Universities spend a lot of time thinking and talking about students. From how we improve teaching on a day-to-day basis, through to how we respond to seismic events such as the Covid-19 pandemic or the ascendency of generative AI. While universities pore over student data, be it assessment, enrollment, or student surveys, directly partnering with students to share in the decision-making process is a lot less widespread. However, as Joseph Callari, an exchange student enrolled in the University of Sydney’s third-year unit WORK3205 Organizational Communication put it:
Everyone has a voice that can be shared. Every decision you’re making, you’re making regardless so why not make students part of it
Joseph Callari, Student Partner
The question, why don’t we involve students in decisions about their learning, is one that educators and students explored together as part of an immersive session at the 2023 Sydney Teaching Symposium. Led by University of Sydney Business School Lecturer Dr Maria Ishkova and her 26 student partners, the session focused on how teachers can partner with students as part of their teaching and learning experience. Though the field of students as partners (SaP) is well established, for many educators, the reality of divesting oneself of control over the micro decision-making that goes into each and every class can be daunting. Overcoming the established norms of the teacher in charge is hard and being the one at the front of the room offers power but also vulnerability. And even if we overcome these fears and invite our students to join us, what next? What practical things can we do, especially within the tight constraints of an already busy semester?
Maria and her students demonstrated in a single immersive session that: 1) there are small practical things that can be done to partner with students and 2) sharing the responsibility for teaching and learning opens up more space for creativity, joy and human connection. In a lesson on how form can follow function, students presented short pitches, speeches and even a poem – each of which explored that a facet of an educational experience made transformational by delivering on its promise of autonomy:
For students to be intrinsically motivated we need some level of autonomy and for that class we had that autonomy. We had some ability to say “you know what I’m really interested in this area and we would love to research it!” […] I feel like the things I’ve learnt in this class are things that I will take with me into the rest of my life. So it has been really beneficial.
Tameea Lock, Student Partner
Now knowing what partnership could be, the session switched over to rapid speed dating where it was the students (not the teachers) who held the answers. For many teachers, this was a chance to ask students not only how it worked but how they could do it.
Teacher: “But isn’t it daunting, initially if you’re a student who has never done this before?”

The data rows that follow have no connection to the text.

use std::collections::BTreeMap;
use std::path::Path;

use glam::Mat4;
use luxport_common::ObjectId;
use serde::{Deserialize, Serialize};

use crate::data::{
    CameraData, DupliElement, LampData, MaterialData, MeshData, ObjectData, RenderSettings,
    TextureData, VolumeData,
};
use crate::host::{HostScene, SceneError};

/// Self-contained host scene held in memory.
///
/// Serves as the host for the CLI (loaded from YAML or JSON scene documents)
/// and for tests. Uses BTreeMap so that object enumeration is deterministic.
#[derive(Debug, Clone, Default, Serialize, Deserialize)]
pub struct MemoryScene {
    pub name: String,
    #[serde(default)]
    pub settings: RenderSettings,
    #[serde(default)]
    objects: BTreeMap<ObjectId, ObjectData>,
    #[serde(default)]
    meshes: BTreeMap<String, MeshData>,
    /// Evaluated tessellations for objects whose modifiers change their mesh.
    #[serde(default)]
    evaluated: BTreeMap<ObjectId, MeshData>,
    #[serde(default)]
    lamps: BTreeMap<String, LampData>,
    #[serde(default)]
    cameras: BTreeMap<String, CameraData>,
    #[serde(default)]
    materials: BTreeMap<String, MaterialData>,
    #[serde(default)]
    textures: Vec<TextureData>,
    #[serde(default)]
    volumes: Vec<VolumeData>,
}

impl MemoryScene {
    pub fn new(name: &str) -> Self {
        Self {
            name: name.to_string(),
            ..Default::default()
        }
    }

    /// Load a scene document; `.json` files are parsed as JSON, anything else as YAML.
    pub fn load(path: impl AsRef<Path>) -> Result<Self, SceneError> {
        let path = path.as_ref();
        let text = std::fs::read_to_string(path)?;
        if path.extension().is_some_and(|e| e == "json") {
            Ok(serde_json::from_str(&text)?)
        } else {
            Self::from_yaml_str(&text)
        }
    }

    pub fn from_yaml_str(text: &str) -> Result<Self, SceneError> {
        Ok(serde_yaml::from_str(text)?)
    }

    /// Save the scene document as pretty JSON.
    pub fn save_json(&self, path: impl AsRef<Path>) -> Result<(), SceneError> {
        let file = std::fs::File::create(path)?;
        serde_json::to_writer_pretty(file, self)?;
        Ok(())
    }

    pub fn insert_object(&mut self, object: ObjectData) -> ObjectId {
        let id = object.name.clone();
        self.objects.insert(id.clone(), object);
        id
    }

    pub fn insert_mesh(&mut self, mesh: MeshData) {
        self.meshes.insert(mesh.name.clone(), mesh);
    }

    pub fn insert_lamp(&mut self, lamp: LampData) {
        self.lamps.insert(lamp.name.clone(), lamp);
    }

    pub fn insert_camera(&mut self, camera: CameraData) {
        self.cameras.insert(camera.name.clone(), camera);
    }

    pub fn insert_material(&mut self, material: MaterialData) {
        self.materials.insert(material.name.clone(), material);
    }

    pub fn insert_texture(&mut self, texture: TextureData) {
        self.textures.push(texture);
    }

    pub fn insert_volume(&mut self, volume: VolumeData) {
        self.volumes.push(volume);
    }

    /// Provide the modifier-applied tessellation of an object.
    pub fn set_evaluated_mesh(&mut self, id: &ObjectId, mesh: MeshData) {
        self.evaluated.insert(id.clone(), mesh);
    }

    pub fn object_mut(&mut self, id: &ObjectId) -> Option<&mut ObjectData> {
        self.objects.get_mut(id)
    }

    pub fn object_count(&self) -> usize {
        self.objects.len()
    }

    fn require(&self, id: &ObjectId) -> Result<&ObjectData, SceneError> {
        self.objects
            .get(id)
            .ok_or_else(|| SceneError::ObjectNotFound(id.clone()))
    }
}

impl HostScene for MemoryScene {
    fn name(&self) -> &str {
        &self.name
    }

    fn render_settings(&self) -> &RenderSettings {
        &self.settings
    }

    fn objects(&self) -> Vec<ObjectId> {
        self.objects.keys().cloned().collect()
    }

    fn object(&self, id: &ObjectId) -> Option<&ObjectData> {
        self.objects.get(id)
    }

    fn world_matrix(&self, id: &ObjectId, frame: i32) -> Result<Mat4, SceneError> {
        let obj = self.require(id)?;
        if frame == self.settings.frame_current + 1 {
            Ok(obj.motion_matrix.unwrap_or(obj.matrix_world))
        } else {
            Ok(obj.matrix_world)
        }
    }

    fn dupli_list(&self, id: &ObjectId) -> Result<Vec<DupliElement>, SceneError> {
        Ok(self.require(id)?.dupli_list.clone())
    }

    fn particle_instances(
        &self,
        id: &ObjectId,
        system: usize,
    ) -> Result<Vec<DupliElement>, SceneError> {
        let obj = self.require(id)?;
        obj.particle_systems
            .get(system)
            .map(|p| p.instances.clone())
            .ok_or_else(|| SceneError::ParticleSystemNotFound {
                object: id.clone(),
                index: system,
            })
    }

    fn evaluated_mesh(&self, id: &ObjectId) -> Result<MeshData, SceneError> {
        if let Some(mesh) = self.evaluated.get(id) {
            return Ok(mesh.clone());
        }
        let obj = self.require(id)?;
        obj.data
            .as_deref()
            .and_then(|name| self.meshes.get(name))
            .cloned()
            .ok_or_else(|| SceneError::NoEvaluatedMesh(id.clone()))
    }

    fn mesh(&self, name: &str) -> Option<&MeshData> {
        self.meshes.get(name)
    }

    fn lamp(&self, name: &str) -> Option<&LampData> {
        self.lamps.get(name)
    }

    fn camera(&self, name: &str) -> Option<&CameraData> {
        self.cameras.get(name)
    }

    fn material(&self, name: &str) -> Option<&MaterialData> {
        self.materials.get(name)
    }

    fn textures(&self) -> &[TextureData] {
        &self.textures
    }

    fn volumes(&self) -> &[VolumeData] {
        &self.volumes
    }
}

Student partner: “It is, but you start small. Give your students control over small things – what learning outcomes do you want to focus on in today’s class? And then build up from that”.
Students also recognised that their experience in tailoring learning goals and assessments to their priorities though difficult to replicate in large classes, could still be harnessed:
I understand that in large cohorts where you have hundreds of students that you can’t just tailor the assessment tasks to exactly what you want, but it could be a model where you have five different topic areas and you have students vote on what they are most interested in.
Tameea Lock, Student Partner
In Maria’s class, students prioritised their learning outcomes at the start of each session through a menti poll. This practice doesn’t mean that “anything goes”, the learning outcomes still get met, but it does allow teachers and students to have a conversation about what the learning outcomes are and an active engagement in what they want to prioritise for a particular session. Syllabuses and learning outcomes are so widely regarded as being unread as to be satirised by memes and comics, and subject to inventive strategies such as the hiding of “easter eggs” within the document itself. Instead of this Maria and her students vote on these and talk about them. If there is one thing that everyone can take away from this, independent of their discipline or the size of their cohort, is that teaching and learning should not be a secret or hidden process. Talk to your students, show them how it works, and invite them to occasionally take the wheel.
Top tips:
- Build a sense of belonging and inclusion from the outset of the semester both between teacher and student and student and student.
- Start small and allow for students to have choice and direction in what and how they learn
- Be clear about what you are doing and why you are doing it.
- Allow students to share their voice in different ways – not everyone will be comfortable talking to the whole class.